Ahead of the winter months, California health officials say they will have enough COVID-19 vaccines for the state's 3.5 million children ages 5-11 when federal approval comes, and are urging eligible people to get booster shots.
“The coming months as we approach the fall and winter are going to be challenging for the state,” said Health and Human Services Secretary Dr. Mark Ghaly. “These boosters will help strengthen our immunity ahead of these winter months,” which ushered in a massive spike in California’s cases and deaths last year.
Boosters are available for certain populations, including those who received the Johnson & Johnson vaccine more than two months ago.
A booster is also available for people who received a Pfizer or Moderna vaccine at least six months ago and:
- Are over the age of 65
- Have underlying medical conditions
- Live or work in high-risk settings like nursing homes
Are you eligible for a COVID-19 booster? Take our quiz to find out.
Ghaly also encouraged people who live in hard-hit communities to talk with their doctor about getting a booster shot. It’s unclear if or when boosters will be recommended for the general population.
Officials also stressed the importance of vaccinating children and teens when possible. The FDA is expected to grant emergency authorization to allow children aged 5-11 to get the Pfizer vaccine in the coming days. The U.S. Centers for Disease Control will then need to make a final recommendation next week before younger kids can receive a vaccination.
“We are prepared for whenever it happens,” Ghaly said, noting that families will be able to get vaccines for younger children at most pharmacies, doctors offices and other vaccine sites. Pfizer’s dose for 5-11-year-olds is about a third of the dose for teens and adults and comes in separate packages.
State epidemiologist Dr. Erica Pan said the state will have 1.2 million doses available the first week that younger kids are eligible, with more arriving in the following weeks. There are approximately 3.5 million children 5-11 years old in California.
“This will be just in time for parents to get their eligible kids protected for the winter holidays, and we are ready to administer in California,” Pan said.
Ghaly also said some schools will host vaccine clinics for students and unvaccinated family members beginning in mid-November.
He encouraged those who haven’t been vaccinated to visit myturn.ca.gov or call 1-833-422-4255 to schedule an appointment.
One-third of children between the ages of 12 and 17 have not received a COVID-19 vaccine, making them California’s lowest-vaccinated age group.
“Bottom line is vaccines continue to save lives,” Ghaly, a trained pediatrician, said. “They help us get back to normal, not just through the winter months, but really getting us back to celebrating holidays and birthdays with confidence with our families.”
California saw a huge spike in cases and deaths last winter, despite restrictions including regional stay-at-home orders. About a quarter of all COVID-19 deaths in the state happened in January of this year, Ghaly said.
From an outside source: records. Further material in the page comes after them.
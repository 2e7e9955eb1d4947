use super::{segment_transcript, Segment, SegmenterConfig};
use crate::transcript::Cue;

fn config_with_threshold(pause_threshold_ms: u64) -> SegmenterConfig {
    SegmenterConfig { pause_threshold_ms }
}

#[test]
fn empty_transcript_yields_no_segments() {
    let segments = segment_transcript(&[], &SegmenterConfig::default());
    assert!(segments.is_empty());
}

#[test]
fn single_cue_yields_single_segment() {
    let cues = vec![Cue::new("annyeong", 4200, 800)];
    let segments = segment_transcript(&cues, &SegmenterConfig::default());
    assert_eq!(
        segments,
        vec![Segment {
            start_time_sec: 4,
            text: "annyeong".to_string(),
        }]
    );
}

#[test]
fn splits_at_long_pause() {
    // The worked example: 100 ms between the first two cues, 2000 ms
    // before the third.
    let cues = vec![
        Cue::new("hi", 0, 500),
        Cue::new("there", 600, 400),
        Cue::new("bye", 3000, 500),
    ];

    let segments = segment_transcript(&cues, &config_with_threshold(1500));
    assert_eq!(
        segments,
        vec![
            Segment {
                start_time_sec: 0,
                text: "hi there".to_string(),
            },
            Segment {
                start_time_sec: 3,
                text: "bye".to_string(),
            },
        ]
    );
}

#[test]
fn gap_exactly_at_threshold_is_a_boundary() {
    let cues = vec![Cue::new("a", 0, 500), Cue::new("b", 2000, 500)];
    let segments = segment_transcript(&cues, &config_with_threshold(1500));
    assert_eq!(segments.len(), 2);
}

#[test]
fn gap_just_under_threshold_is_not_a_boundary() {
    let cues = vec![Cue::new("a", 0, 500), Cue::new("b", 1999, 500)];
    let segments = segment_transcript(&cues, &config_with_threshold(1500));
    assert_eq!(segments.len(), 1);
    assert_eq!(segments[0].text, "a b");
}

#[test]
fn overlapping_cues_never_split() {
    // Second cue starts before the first ends: negative gap.
    let cues = vec![Cue::new("over", 0, 2000), Cue::new("lap", 1000, 1000)];
    let segments = segment_transcript(&cues, &config_with_threshold(0));
    assert_eq!(segments.len(), 1);
    assert_eq!(segments[0].text, "over lap");
}

#[test]
fn zero_threshold_splits_every_non_overlapping_pair() {
    let cues = vec![
        Cue::new("one", 0, 1000),
        Cue::new("two", 1000, 1000),
        Cue::new("three", 2500, 500),
    ];
    let segments = segment_transcript(&cues, &config_with_threshold(0));
    assert_eq!(segments.len(), 3);
}

#[test]
fn every_cue_lands_in_exactly_one_segment() {
    let cues = vec![
        Cue::new("a", 0, 100),
        Cue::new("b", 3000, 100),
        Cue::new("c", 3200, 100),
        Cue::new("d", 9000, 100),
        Cue::new("e", 9100, 100),
        Cue::new("f", 20000, 100),
    ];

    let segments = segment_transcript(&cues, &SegmenterConfig::default());

    // Concatenating segment texts in order reproduces the cue texts in
    // order, so no cue was dropped or duplicated.
    let rejoined = segments
        .iter()
        .map(|s| s.text.as_str())
        .collect::<Vec<_>>()
        .join(" ");
    assert_eq!(rejoined, "a b c d e f");
}

#[test]
fn start_times_are_non_decreasing() {
    let cues = vec![
        Cue::new("a", 0, 100),
        Cue::new("b", 5000, 100),
        Cue::new("c", 5100, 100),
        Cue::new("d", 12000, 100),
    ];

    let segments = segment_transcript(&cues, &SegmenterConfig::default());
    let starts: Vec<u64> = segments.iter().map(|s| s.start_time_sec).collect();
    let mut sorted = starts.clone();
    sorted.sort_unstable();
    assert_eq!(starts, sorted);
}

#[test]
fn segmentation_is_deterministic() {
    let cues = vec![
        Cue::new("a", 0, 400),
        Cue::new("b", 2500, 400),
        Cue::new("c", 2950, 400),
    ];
    let config = SegmenterConfig::default();

    let first = segment_transcript(&cues, &config);
    let second = segment_transcript(&cues, &config);
    assert_eq!(first, second);
}

#[test]
fn segment_start_floors_to_seconds() {
    let cues = vec![Cue::new("late", 1999, 100)];
    let segments = segment_transcript(&cues, &SegmenterConfig::default());
    assert_eq!(segments[0].start_time_sec, 1);
}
After a steady drop since August, new case rates have begun to plateau, prompting concerns of a new spike, particularly in communities with low vaccination rates.
While vaccines are now available and 87% of eligible Californians have received at least one dose, health officials will continue to monitor transmission rates during the fall and winter months.
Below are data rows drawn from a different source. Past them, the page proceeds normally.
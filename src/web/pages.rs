//! HTML generation for the three page kinds: the input form, the player
//! page with the segment timeline, and error pages.

use chrono::{TimeZone, Utc};

use crate::segmentation::Segment;

/// Input form shown when no URL was submitted.
pub fn landing_page(pause_threshold_ms: u64) -> String {
    format!(
        r#"<!DOCTYPE html>
<html>
<head>
  <title>danceloop</title>
  <meta name="viewport" content="width=device-width, initial-scale=1.0">
  <style>
    body {{ font-family: sans-serif; padding: 50px; text-align: center; background-color: #f0f2f5; }}
    h1 {{ color: #ff0000; }}
    input[type="text"] {{ padding: 10px; width: 80%; max-width: 500px; margin-bottom: 20px; border: 1px solid #ccc; border-radius: 4px; }}
    button {{ background-color: #ff0000; color: white; padding: 10px 20px; border: none; border-radius: 4px; cursor: pointer; }}
    button:hover {{ background-color: #cc0000; }}
  </style>
</head>
<body>
  <h1>&#128131; danceloop</h1>
  <form action="/" method="GET">
    <input type="text" name="url" placeholder="Paste a YouTube dance video URL" required>
    <button type="submit">Split into sections</button>
  </form>
  <p>Fetches the video's auto-generated captions and splits them into practice
  sections wherever the captions pause for {threshold} seconds or more.</p>
  <p>Works best with practice-room videos or M/Vs that carry clear auto captions.</p>
</body>
</html>
"#,
        threshold = threshold_secs(pause_threshold_ms),
    )
}

/// Player page: embedded IFrame player plus one row per segment with play
/// and loop controls. The inline script is the browser-side mirror of the
/// playback controller.
pub fn player_page(
    video_id: &str,
    segments: &[Segment],
    clip_secs: u64,
    pause_threshold_ms: u64,
) -> String {
    let rows = segments
        .iter()
        .enumerate()
        .map(|(index, segment)| {
            format!(
                r#"      <div class="segment">
        <div class="segment-header">
          <button class="play-btn" onclick="playSegment({start}, {clip_secs});">&#9654;&#65039; Section {number} ({stamp})</button>
          <button class="loop-btn" onclick="loopSegment({start}, {loop_end});">&#128260; Loop {clip_secs}s</button>
          <span class="segment-text">{text}</span>
        </div>
      </div>"#,
                start = segment.start_time_sec,
                loop_end = segment.start_time_sec + clip_secs,
                number = index + 1,
                stamp = format_timestamp(segment.start_time_sec),
                text = escape_html(&segment.text),
            )
        })
        .collect::<Vec<_>>()
        .join("\n");

    format!(
        r#"<!DOCTYPE html>
<html>
<head>
  <title>danceloop - section practice</title>
  <meta name="viewport" content="width=device-width, initial-scale=1.0">
  <style>
    body {{ font-family: 'Segoe UI', Tahoma, Geneva, Verdana, sans-serif; padding: 20px; background-color: #f0f2f5; }}
    h1 {{ color: #ff0000; }}
    #player {{ margin-bottom: 20px; border-radius: 8px; overflow: hidden; max-width: 640px; }}
    .segment {{ background-color: white; border-radius: 8px; margin-bottom: 10px; padding: 15px; box-shadow: 0 1px 3px rgba(0,0,0,0.1); }}
    .segment-header {{ display: flex; align-items: center; flex-wrap: wrap; }}
    .play-btn, .loop-btn {{
      background-color: #ff0000; color: white; border: none;
      padding: 8px 12px; margin-right: 10px; margin-bottom: 5px; cursor: pointer;
      border-radius: 4px; transition: background-color 0.3s;
    }}
    .play-btn:hover, .loop-btn:hover {{ background-color: #cc0000; }}
    .segment-text {{ flex-grow: 1; font-size: 1em; color: #333; margin-left: 10px; }}
    @media (max-width: 600px) {{
      .segment-header {{ flex-direction: column; align-items: flex-start; }}
      .play-btn, .loop-btn {{ margin-bottom: 10px; width: 100%; }}
      .segment-text {{ margin-left: 0; margin-top: 10px; }}
    }}
  </style>
</head>
<body>
  <h1>danceloop</h1>
  <p>Video: {video_id} | split on pauses &#8805; {threshold}s</p>

  <div id="player"></div>

  <h3>&#127925; Section timeline (from caption pauses)</h3>
  <div id="segments-container">
{rows}
  </div>

  <script>
    var player;
    var boundedTimer = null;
    var loopInterval = null;
    var loopStartTime = 0;
    var loopEndTime = 0;

    function onYouTubeIframeAPIReady() {{
      player = new YT.Player('player', {{
        height: '390',
        width: '100%',
        videoId: '{video_id}',
        playerVars: {{ 'playsinline': 1 }},
        events: {{ 'onStateChange': onPlayerStateChange }}
      }});
    }}

    // Play from startTime for a fixed window, then pause.
    function playSegment(startTime, duration) {{
      cancelActive();
      player.seekTo(startTime, true);
      player.playVideo();
      boundedTimer = setTimeout(function () {{
        // Pause only if the user hasn't intervened in the meantime.
        if (player.getPlayerState() === YT.PlayerState.PLAYING) {{
          player.pauseVideo();
        }}
      }}, duration * 1000);
    }}

    // Repeat startTime..endTime until the user stops playback.
    function loopSegment(startTime, endTime) {{
      cancelActive();
      loopStartTime = startTime;
      loopEndTime = endTime;
      player.seekTo(startTime, true);
      player.playVideo();
      loopInterval = setInterval(checkLoop, 100);
    }}

    function checkLoop() {{
      if (player.getCurrentTime() >= loopEndTime) {{
        player.seekTo(loopStartTime, true);
      }}
    }}

    function cancelActive() {{
      if (boundedTimer) {{
        clearTimeout(boundedTimer);
        boundedTimer = null;
      }}
      if (loopInterval) {{
        clearInterval(loopInterval);
        loopInterval = null;
      }}
      loopStartTime = 0;
      loopEndTime = 0;
    }}

    function onPlayerStateChange(event) {{
      if (event.data === YT.PlayerState.PAUSED || event.data === YT.PlayerState.ENDED) {{
        cancelActive();
      }}
    }}

    var tag = document.createElement('script');
    tag.src = "https://www.youtube.com/iframe_api";
    var firstScriptTag = document.getElementsByTagName('script')[0];
    firstScriptTag.parentNode.insertBefore(tag, firstScriptTag);
  </script>
</body>
</html>
"#,
        threshold = threshold_secs(pause_threshold_ms),
    )
}

/// Millisecond threshold shown as seconds, trimming a trailing zero
/// fraction (1500 -> "1.5", 2000 -> "2").
fn threshold_secs(ms: u64) -> String {
    let secs = ms as f64 / 1000.0;
    if secs.fract() == 0.0 {
        format!("{}", secs as u64)
    } else {
        format!("{secs}")
    }
}

/// Shared shell for user-facing failure pages.
pub fn error_page(title: &str, message: &str) -> String {
    format!(
        r#"<!DOCTYPE html>
<html>
<head>
  <title>danceloop - {title}</title>
  <style>
    body {{ font-family: sans-serif; padding: 50px; text-align: center; background-color: #f0f2f5; }}
    h1 {{ color: #ff0000; }}
  </style>
</head>
<body>
  <h1>{title}</h1>
  <p>{message}</p>
  <p><a href="/">Back to the input page</a></p>
</body>
</html>
"#,
        title = escape_html(title),
        message = escape_html(message),
    )
}

/// `HH:MM:SS` display for a segment start. Wraps past 24 hours, which no
/// real video reaches.
fn format_timestamp(sec: u64) -> String {
    Utc.timestamp_opt(sec as i64, 0)
        .single()
        .map(|t| t.format("%H:%M:%S").to_string())
        .unwrap_or_else(|| "00:00:00".to_string())
}

/// Caption text is untrusted and gets interpolated into the page.
fn escape_html(text: &str) -> String {
    text.replace('&', "&amp;")
        .replace('<', "&lt;")
        .replace('>', "&gt;")
        .replace('"', "&quot;")
        .replace('\'', "&#39;")
}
Gov. Gavin Newsom, who received the one-dose Johnson & Johnson vaccine in the spring, took a Moderna booster on-camera Wednesday to encourage others to get boosted.
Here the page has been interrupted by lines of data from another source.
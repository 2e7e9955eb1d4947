pub mod controller;
pub mod player;
pub mod state;

pub use controller::{PlaybackController, DEFAULT_CLIP_SECS};
pub use player::{PlayerState, VideoPlayer};
pub use state::{PlaybackMode, PlaybackSession};
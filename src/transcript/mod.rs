pub mod fetch;
pub mod video_id;

pub use fetch::{TranscriptError, TranscriptSource, YoutubeTranscriptClient};
pub use video_id::extract_video_id;

use serde::{Deserialize, Serialize};

/// One timestamped caption line as supplied by the transcript source.
#[derive(Debug, Clone, Serialize, Deserialize, PartialEq, Eq)]
#[serde(rename_all = "camelCase")]
pub struct Cue {
    pub text: String,
    pub offset_ms: u64,
    pub duration_ms: u64,
}

impl Cue {
    pub fn new(text: impl Into<String>, offset_ms: u64, duration_ms: u64) -> Self {
        Self {
            text: text.into(),
            offset_ms,
            duration_ms,
        }
    }

    /// Millisecond offset at which this cue stops being shown.
    pub fn end_ms(&self) -> u64 {
        self.offset_ms + self.duration_ms
    }
}
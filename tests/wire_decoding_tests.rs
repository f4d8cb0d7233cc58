use axum::Router;
use axum::http::{StatusCode, header};
use axum::routing::post;

use spark_chat::widget::controller::{
    CHAT_APOLOGY, CLEAR_APOLOGY, CLEAR_CONFIRMATION, ERROR_PREFIX,
};
use spark_chat::widget::render::message_html;
use spark_chat::widget::{ChatController, HttpBackend, Role, UiEvent};

/// Serve a fixed body for both widget endpoints.
async fn stub_server(status: StatusCode, content_type: &'static str, body: &'static str) -> String {
    let reply = move || async move { (status, [(header::CONTENT_TYPE, content_type)], body) };
    let app = Router::new()
        .route("/api/chat", post(reply))
        .route("/api/clear_context", post(reply));
    let listener = tokio::net::TcpListener::bind("127.0.0.1:0").await.unwrap();
    let addr = listener.local_addr().unwrap();
    tokio::spawn(async move {
        axum::serve(listener, app).await.unwrap();
    });
    format!("http://{}", addr)
}

async fn json_server(status: StatusCode, body: &'static str) -> String {
    stub_server(status, "application/json", body).await
}

/// Send one message and return the bot's reply text.
async fn bot_reply_to(url: String) -> (String, ChatController<HttpBackend>) {
    let mut controller = ChatController::new(HttpBackend::new(url), Some("wire"));
    controller.handle(UiEvent::InputChanged("hi".into())).await;
    controller.handle(UiEvent::SendClicked).await;

    assert!(!controller.is_typing());
    let messages = controller.transcript().messages();
    assert_eq!(messages.len(), 2);
    assert_eq!(messages[1].role, Role::Bot);
    (messages[1].content.clone(), controller)
}

#[tokio::test]
async fn null_ref_info_still_shows_reply() {
    let url = json_server(
        StatusCode::OK,
        r#"{"success": true, "response": "Hello", "ref_info": null}"#,
    )
    .await;

    let (text, controller) = bot_reply_to(url).await;
    assert_eq!(text, "Hello");
    let html = message_html(controller.transcript().last().unwrap());
    assert!(html.contains("Hello"));
    assert!(!html.contains("ref-info"));
}

#[tokio::test]
async fn null_ref_entries_are_skipped() {
    let url = json_server(
        StatusCode::OK,
        r#"{"success": true, "response": "Hello", "ref_info": [null, {"title": "no urls"}, {"urls": ["http://a"]}]}"#,
    )
    .await;

    let (text, controller) = bot_reply_to(url).await;
    assert_eq!(text, "Hello");
    let html = message_html(controller.transcript().last().unwrap());
    assert_eq!(html.matches("<a href=").count(), 1);
    assert!(html.contains(r#"href="http://a""#));
}

#[tokio::test]
async fn success_without_response_renders_empty_reply() {
    let url = json_server(StatusCode::OK, r#"{"success": true}"#).await;

    let (text, _) = bot_reply_to(url).await;
    assert_eq!(text, "");
}

#[tokio::test]
async fn failure_without_error_field_keeps_prefix() {
    let url = json_server(StatusCode::OK, r#"{"success": false}"#).await;

    let (text, _) = bot_reply_to(url).await;
    assert_eq!(text, ERROR_PREFIX);
}

#[tokio::test]
async fn error_status_with_json_body_shows_server_error() {
    let url = json_server(
        StatusCode::INTERNAL_SERVER_ERROR,
        r#"{"success": false, "error": "model timeout"}"#,
    )
    .await;

    let (text, _) = bot_reply_to(url).await;
    assert_eq!(text, format!("{ERROR_PREFIX}model timeout"));
}

#[tokio::test]
async fn non_json_error_page_shows_apology() {
    let url = stub_server(
        StatusCode::INTERNAL_SERVER_ERROR,
        "text/html",
        "<html>Internal Server Error</html>",
    )
    .await;

    let (text, _) = bot_reply_to(url).await;
    assert_eq!(text, CHAT_APOLOGY);
}

async fn clear_against(url: String) -> ChatController<HttpBackend> {
    let mut controller = ChatController::new(HttpBackend::new(url), Some("wire"));
    controller.handle(UiEvent::ClearClicked).await;
    controller
}

#[tokio::test]
async fn clear_with_empty_object_confirms() {
    let url = json_server(StatusCode::OK, "{}").await;

    let controller = clear_against(url).await;
    let messages = controller.transcript().messages();
    assert_eq!(messages.len(), 1);
    assert_eq!(messages[0].content, CLEAR_CONFIRMATION);
}

#[tokio::test]
async fn clear_with_unrelated_fields_confirms() {
    let url = json_server(StatusCode::OK, r#"{"status": "ok"}"#).await;

    let controller = clear_against(url).await;
    assert_eq!(
        controller.transcript().last().unwrap().content,
        CLEAR_CONFIRMATION
    );
}

#[tokio::test]
async fn clear_with_plain_text_body_confirms() {
    let url = stub_server(StatusCode::OK, "text/plain", "cleared").await;

    let controller = clear_against(url).await;
    assert_eq!(
        controller.transcript().last().unwrap().content,
        CLEAR_CONFIRMATION
    );
}

#[tokio::test]
async fn clear_explicitly_refused_shows_apology() {
    let url = json_server(
        StatusCode::INTERNAL_SERVER_ERROR,
        r#"{"success": false, "error": "storage unavailable"}"#,
    )
    .await;

    let controller = clear_against(url).await;
    assert_eq!(
        controller.transcript().last().unwrap().content,
        CLEAR_APOLOGY
    );
}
“That's better than the flu shot,” the governor said as the needle was pulled from his arm.
“This is an incredibly important time” to get vaccinated and follow other pandemic measures such as mask-wearing, Newsom said.
“We want our kids back in school without episodic closures,” he said. “We know the ticket out of this pandemic is getting these booster shots and getting the unvaccinated vaccinated.”